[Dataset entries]
#![allow(dead_code)]

//! Skill vocabulary loader — role dataset + alias table → in-memory lookup values.
//!
//! Loading is all-or-nothing: a missing or malformed file is a `DatasetMissing`
//! error, never an empty default. The resulting `SkillDataset` is a plain value
//! handed to the engine; nothing here is cached globally.

use std::collections::{BTreeMap, BTreeSet, HashSet};
use std::path::Path;

use serde::{Deserialize, Serialize};
use tracing::{debug, info};

use crate::errors::AppError;

/// One role record as stored in `job_skills.json`.
#[derive(Debug, Clone, Serialize, Deserialize)]
pub struct RoleRecord {
    pub role_name: String,
    #[serde(default)]
    pub core_skills: Vec<String>,
    #[serde(default)]
    pub optional_skills: Vec<String>,
}

#[derive(Debug, Deserialize)]
struct RoleFile {
    roles: Vec<RoleRecord>,
}

/// Union of every role's core and optional skills, lowercased and deduplicated.
#[derive(Debug, Clone, Default, PartialEq, Eq)]
pub struct SkillVocabulary(BTreeSet<String>);

impl SkillVocabulary {
    pub fn iter(&self) -> impl Iterator<Item = &str> {
        self.0.iter().map(String::as_str)
    }

    pub fn contains(&self, skill: &str) -> bool {
        self.0.contains(skill)
    }

    pub fn len(&self) -> usize {
        self.0.len()
    }

    pub fn is_empty(&self) -> bool {
        self.0.is_empty()
    }
}

impl<S: AsRef<str>> FromIterator<S> for SkillVocabulary {
    fn from_iter<I: IntoIterator<Item = S>>(iter: I) -> Self {
        SkillVocabulary(
            iter.into_iter()
                .map(|s| s.as_ref().to_lowercase())
                .filter(|s| !s.trim().is_empty())
                .collect(),
        )
    }
}

/// Alias (any case) → canonical skill. Kept as loaded; keys are lowercased at
/// lookup time by the extractor. Targets need not be vocabulary members.
#[derive(Debug, Clone, Default, PartialEq, Eq, Deserialize)]
#[serde(transparent)]
pub struct AliasMap(BTreeMap<String, String>);

impl AliasMap {
    pub fn iter(&self) -> impl Iterator<Item = (&str, &str)> {
        self.0.iter().map(|(k, v)| (k.as_str(), v.as_str()))
    }

    pub fn len(&self) -> usize {
        self.0.len()
    }

    pub fn is_empty(&self) -> bool {
        self.0.is_empty()
    }
}

impl<K: Into<String>, V: Into<String>> FromIterator<(K, V)> for AliasMap {
    fn from_iter<I: IntoIterator<Item = (K, V)>>(iter: I) -> Self {
        AliasMap(iter.into_iter().map(|(k, v)| (k.into(), v.into())).collect())
    }
}

/// A single role's target skills: core followed by optional, as listed.
#[derive(Debug, Clone, PartialEq, Eq, Serialize)]
pub struct RoleSkillSet {
    pub role_name: String,
    pub skills: Vec<String>,
}

/// Both backing datasets, loaded together.
#[derive(Debug, Clone, Default)]
pub struct SkillDataset {
    roles: Vec<RoleRecord>,
    aliases: AliasMap,
}

impl SkillDataset {
    /// Builds a dataset from already-parsed records, rejecting duplicate role names.
    pub fn new(roles: Vec<RoleRecord>, aliases: AliasMap) -> Result<Self, AppError> {
        let mut seen = HashSet::new();
        for role in &roles {
            if !seen.insert(role.role_name.to_lowercase()) {
                return Err(AppError::DatasetMissing(format!(
                    "duplicate role '{}' in job skills dataset",
                    role.role_name
                )));
            }
        }
        Ok(Self { roles, aliases })
    }

    /// Reads `job_skills.json` and `job_alias.json` from disk.
    pub async fn load(skills_path: &Path, aliases_path: &Path) -> Result<Self, AppError> {
        let role_file: RoleFile = read_json(skills_path).await?;
        let aliases: AliasMap = read_json(aliases_path).await?;

        info!(
            roles = role_file.roles.len(),
            aliases = aliases.len(),
            "Skill dataset loaded"
        );

        Self::new(role_file.roles, aliases)
    }

    pub fn aliases(&self) -> &AliasMap {
        &self.aliases
    }

    /// Flattened vocabulary across every role.
    pub fn vocabulary(&self) -> SkillVocabulary {
        self.roles
            .iter()
            .flat_map(|r| r.core_skills.iter().chain(r.optional_skills.iter()))
            .collect()
    }

    /// Role names in dataset order.
    pub fn role_names(&self) -> Vec<String> {
        self.roles.iter().map(|r| r.role_name.clone()).collect()
    }

    /// Case-insensitive exact lookup. `None` means the role does not exist;
    /// a role with no skills yields `Some` with an empty list.
    pub fn role_skills(&self, role_name: &str) -> Option<RoleSkillSet> {
        let wanted = role_name.to_lowercase();
        self.roles
            .iter()
            .find(|r| r.role_name.to_lowercase() == wanted)
            .map(|r| RoleSkillSet {
                role_name: r.role_name.clone(),
                skills: r
                    .core_skills
                    .iter()
                    .chain(r.optional_skills.iter())
                    .cloned()
                    .collect(),
            })
    }
}

async fn read_json<T: serde::de::DeserializeOwned>(path: &Path) -> Result<T, AppError> {
    debug!(path = %path.display(), "Reading dataset file");

    let raw = tokio::fs::read_to_string(path).await.map_err(|e| {
        AppError::DatasetMissing(format!("cannot read {}: {e}", path.display()))
    })?;

    serde_json::from_str(&raw)
        .map_err(|e| AppError::DatasetMissing(format!("cannot parse {}: {e}", path.display())))
}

**Activity:** Where in the records does the word "lowercased" appear? Copy each line that holds it.

**Output for this task:**
/// Union of every role's core and optional skills, lowercased and deduplicated.
/// Alias (any case) → canonical skill. Kept as loaded; keys are lowercased at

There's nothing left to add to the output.